[Start of section]
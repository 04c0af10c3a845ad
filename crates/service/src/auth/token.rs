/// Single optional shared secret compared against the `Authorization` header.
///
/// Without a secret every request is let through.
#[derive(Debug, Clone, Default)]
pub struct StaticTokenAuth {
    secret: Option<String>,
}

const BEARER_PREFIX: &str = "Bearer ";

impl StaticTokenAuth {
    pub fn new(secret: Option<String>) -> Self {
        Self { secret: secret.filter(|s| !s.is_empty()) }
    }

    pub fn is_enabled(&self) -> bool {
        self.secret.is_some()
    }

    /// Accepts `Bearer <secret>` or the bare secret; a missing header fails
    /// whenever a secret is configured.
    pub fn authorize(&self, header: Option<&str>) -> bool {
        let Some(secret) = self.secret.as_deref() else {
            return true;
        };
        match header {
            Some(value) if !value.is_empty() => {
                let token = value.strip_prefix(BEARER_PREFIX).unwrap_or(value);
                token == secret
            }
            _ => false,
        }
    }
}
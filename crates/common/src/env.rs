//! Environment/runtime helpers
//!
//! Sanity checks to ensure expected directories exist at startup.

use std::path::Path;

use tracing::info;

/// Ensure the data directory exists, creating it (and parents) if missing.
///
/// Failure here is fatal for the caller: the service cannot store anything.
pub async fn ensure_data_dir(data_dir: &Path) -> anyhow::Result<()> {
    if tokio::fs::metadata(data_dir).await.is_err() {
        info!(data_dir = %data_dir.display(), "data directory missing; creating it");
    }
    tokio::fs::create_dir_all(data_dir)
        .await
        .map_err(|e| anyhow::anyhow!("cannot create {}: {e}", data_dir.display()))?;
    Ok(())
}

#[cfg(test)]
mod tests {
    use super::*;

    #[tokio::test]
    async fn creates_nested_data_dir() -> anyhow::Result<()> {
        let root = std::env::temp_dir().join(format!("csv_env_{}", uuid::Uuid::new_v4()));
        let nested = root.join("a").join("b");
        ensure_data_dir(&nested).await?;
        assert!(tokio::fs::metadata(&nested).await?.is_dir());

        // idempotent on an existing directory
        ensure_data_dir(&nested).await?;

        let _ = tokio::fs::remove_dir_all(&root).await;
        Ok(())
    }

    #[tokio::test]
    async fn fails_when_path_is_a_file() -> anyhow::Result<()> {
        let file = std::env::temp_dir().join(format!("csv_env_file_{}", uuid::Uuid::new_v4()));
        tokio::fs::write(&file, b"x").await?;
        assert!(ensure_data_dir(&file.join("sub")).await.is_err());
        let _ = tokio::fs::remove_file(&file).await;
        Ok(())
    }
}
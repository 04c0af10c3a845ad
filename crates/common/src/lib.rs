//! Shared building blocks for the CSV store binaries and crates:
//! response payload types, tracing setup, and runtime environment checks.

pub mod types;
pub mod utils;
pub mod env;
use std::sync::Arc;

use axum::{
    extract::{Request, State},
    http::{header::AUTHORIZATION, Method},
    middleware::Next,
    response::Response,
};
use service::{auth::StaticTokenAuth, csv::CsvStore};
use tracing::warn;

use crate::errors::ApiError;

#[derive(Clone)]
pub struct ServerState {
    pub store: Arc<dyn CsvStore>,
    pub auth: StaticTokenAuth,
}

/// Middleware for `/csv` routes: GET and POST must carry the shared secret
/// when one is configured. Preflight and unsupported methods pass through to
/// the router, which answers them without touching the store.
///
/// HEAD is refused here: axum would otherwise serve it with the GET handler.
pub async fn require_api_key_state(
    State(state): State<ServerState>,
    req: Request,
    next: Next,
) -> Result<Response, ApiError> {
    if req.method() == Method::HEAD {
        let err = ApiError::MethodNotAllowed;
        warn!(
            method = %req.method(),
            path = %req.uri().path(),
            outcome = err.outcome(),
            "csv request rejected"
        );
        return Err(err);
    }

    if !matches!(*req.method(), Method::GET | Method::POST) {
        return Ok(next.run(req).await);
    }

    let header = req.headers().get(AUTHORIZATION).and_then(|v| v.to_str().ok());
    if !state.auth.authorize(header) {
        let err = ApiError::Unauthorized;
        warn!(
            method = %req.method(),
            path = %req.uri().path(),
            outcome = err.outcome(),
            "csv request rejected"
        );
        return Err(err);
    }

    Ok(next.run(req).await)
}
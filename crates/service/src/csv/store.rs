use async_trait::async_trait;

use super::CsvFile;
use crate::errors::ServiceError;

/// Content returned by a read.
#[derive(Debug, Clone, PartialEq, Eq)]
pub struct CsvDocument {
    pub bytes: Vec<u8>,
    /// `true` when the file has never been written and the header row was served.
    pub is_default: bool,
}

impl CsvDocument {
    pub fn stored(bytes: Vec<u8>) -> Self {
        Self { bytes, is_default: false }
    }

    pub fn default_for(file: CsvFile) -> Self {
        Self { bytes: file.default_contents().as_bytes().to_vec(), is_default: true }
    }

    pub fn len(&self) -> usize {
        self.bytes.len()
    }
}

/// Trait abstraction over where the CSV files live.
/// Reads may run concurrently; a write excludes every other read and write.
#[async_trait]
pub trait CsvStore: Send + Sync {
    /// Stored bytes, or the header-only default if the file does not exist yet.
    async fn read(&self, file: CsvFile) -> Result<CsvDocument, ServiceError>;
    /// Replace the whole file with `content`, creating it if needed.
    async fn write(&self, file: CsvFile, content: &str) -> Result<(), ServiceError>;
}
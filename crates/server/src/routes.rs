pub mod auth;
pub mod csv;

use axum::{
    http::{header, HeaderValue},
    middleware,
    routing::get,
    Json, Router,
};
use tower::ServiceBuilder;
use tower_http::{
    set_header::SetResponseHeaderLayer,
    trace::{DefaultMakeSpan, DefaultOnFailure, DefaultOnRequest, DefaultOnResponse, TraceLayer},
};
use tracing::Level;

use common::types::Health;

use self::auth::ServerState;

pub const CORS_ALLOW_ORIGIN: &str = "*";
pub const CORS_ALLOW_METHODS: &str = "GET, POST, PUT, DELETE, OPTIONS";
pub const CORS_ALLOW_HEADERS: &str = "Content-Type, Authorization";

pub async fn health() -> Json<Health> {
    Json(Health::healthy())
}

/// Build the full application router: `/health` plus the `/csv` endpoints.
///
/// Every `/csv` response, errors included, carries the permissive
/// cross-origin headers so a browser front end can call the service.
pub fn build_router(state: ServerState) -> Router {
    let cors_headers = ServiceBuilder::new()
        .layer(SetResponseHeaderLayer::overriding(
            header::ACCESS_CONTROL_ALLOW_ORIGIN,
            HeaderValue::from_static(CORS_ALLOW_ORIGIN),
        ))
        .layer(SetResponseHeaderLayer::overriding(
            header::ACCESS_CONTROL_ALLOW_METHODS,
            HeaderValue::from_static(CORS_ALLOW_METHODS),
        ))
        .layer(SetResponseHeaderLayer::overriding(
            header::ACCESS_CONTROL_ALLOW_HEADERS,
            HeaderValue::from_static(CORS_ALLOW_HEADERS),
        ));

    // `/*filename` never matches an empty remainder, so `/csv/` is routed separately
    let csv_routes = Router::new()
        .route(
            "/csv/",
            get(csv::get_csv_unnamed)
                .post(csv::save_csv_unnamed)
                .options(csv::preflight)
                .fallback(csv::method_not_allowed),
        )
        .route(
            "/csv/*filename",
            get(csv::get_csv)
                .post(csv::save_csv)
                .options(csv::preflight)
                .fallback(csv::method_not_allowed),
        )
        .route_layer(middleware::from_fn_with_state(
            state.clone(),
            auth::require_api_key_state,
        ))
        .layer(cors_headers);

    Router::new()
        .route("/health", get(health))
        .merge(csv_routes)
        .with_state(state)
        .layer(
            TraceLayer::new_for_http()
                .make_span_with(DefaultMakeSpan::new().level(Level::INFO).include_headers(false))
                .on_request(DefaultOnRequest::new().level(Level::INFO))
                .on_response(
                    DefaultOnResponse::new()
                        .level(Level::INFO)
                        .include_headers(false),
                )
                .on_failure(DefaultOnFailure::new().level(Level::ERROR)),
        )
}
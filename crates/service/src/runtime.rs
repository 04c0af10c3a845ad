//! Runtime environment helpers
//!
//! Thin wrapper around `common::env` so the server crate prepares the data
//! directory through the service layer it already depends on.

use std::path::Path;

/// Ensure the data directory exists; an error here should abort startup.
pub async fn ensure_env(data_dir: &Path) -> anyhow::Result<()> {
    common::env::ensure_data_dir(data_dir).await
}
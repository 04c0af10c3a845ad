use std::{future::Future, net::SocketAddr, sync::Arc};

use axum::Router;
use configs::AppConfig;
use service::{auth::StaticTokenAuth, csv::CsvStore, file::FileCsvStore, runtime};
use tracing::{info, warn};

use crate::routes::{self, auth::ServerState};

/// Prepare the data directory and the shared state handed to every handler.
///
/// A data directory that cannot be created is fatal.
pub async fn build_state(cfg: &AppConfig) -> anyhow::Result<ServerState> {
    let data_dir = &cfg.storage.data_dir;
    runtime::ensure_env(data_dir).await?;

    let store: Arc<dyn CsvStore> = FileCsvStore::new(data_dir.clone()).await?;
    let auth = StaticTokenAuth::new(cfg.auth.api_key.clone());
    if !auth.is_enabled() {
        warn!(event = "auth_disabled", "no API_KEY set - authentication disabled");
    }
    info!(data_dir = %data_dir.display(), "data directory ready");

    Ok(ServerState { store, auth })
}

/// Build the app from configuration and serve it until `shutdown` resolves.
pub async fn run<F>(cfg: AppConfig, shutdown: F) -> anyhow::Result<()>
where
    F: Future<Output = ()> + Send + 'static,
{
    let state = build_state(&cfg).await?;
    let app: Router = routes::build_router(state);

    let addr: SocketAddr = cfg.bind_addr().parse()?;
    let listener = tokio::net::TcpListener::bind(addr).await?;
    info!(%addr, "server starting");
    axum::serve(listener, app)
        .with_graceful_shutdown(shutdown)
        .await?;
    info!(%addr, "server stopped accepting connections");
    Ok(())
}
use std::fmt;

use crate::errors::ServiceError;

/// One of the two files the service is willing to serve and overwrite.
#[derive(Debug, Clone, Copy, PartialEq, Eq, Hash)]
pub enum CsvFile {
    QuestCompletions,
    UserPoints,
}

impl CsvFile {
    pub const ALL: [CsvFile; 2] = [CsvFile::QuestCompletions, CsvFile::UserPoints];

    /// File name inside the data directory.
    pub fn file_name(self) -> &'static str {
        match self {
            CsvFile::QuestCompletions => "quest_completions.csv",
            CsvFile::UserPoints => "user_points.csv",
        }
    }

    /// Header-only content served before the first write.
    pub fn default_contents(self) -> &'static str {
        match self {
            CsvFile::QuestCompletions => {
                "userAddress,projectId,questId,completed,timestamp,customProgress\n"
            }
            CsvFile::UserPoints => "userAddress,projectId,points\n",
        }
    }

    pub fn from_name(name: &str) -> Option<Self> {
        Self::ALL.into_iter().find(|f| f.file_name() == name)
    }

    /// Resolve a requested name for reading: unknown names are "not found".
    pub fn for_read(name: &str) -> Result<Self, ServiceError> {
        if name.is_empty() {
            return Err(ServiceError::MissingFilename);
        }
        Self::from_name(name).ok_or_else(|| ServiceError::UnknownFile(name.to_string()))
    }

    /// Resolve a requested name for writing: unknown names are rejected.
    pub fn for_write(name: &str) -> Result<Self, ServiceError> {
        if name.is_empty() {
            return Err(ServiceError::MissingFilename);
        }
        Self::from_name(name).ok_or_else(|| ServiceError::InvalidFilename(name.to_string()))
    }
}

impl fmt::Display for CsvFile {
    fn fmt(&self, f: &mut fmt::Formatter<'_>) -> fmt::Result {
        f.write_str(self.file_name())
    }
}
[End of section]
### Aim of the exercise
Scan the listing above and copy all lines containing the word "PartialEq".

### Exercise output
#[derive(Debug, Clone, PartialEq, Eq)]
#[derive(Debug, Clone, Copy, PartialEq, Eq, Hash)]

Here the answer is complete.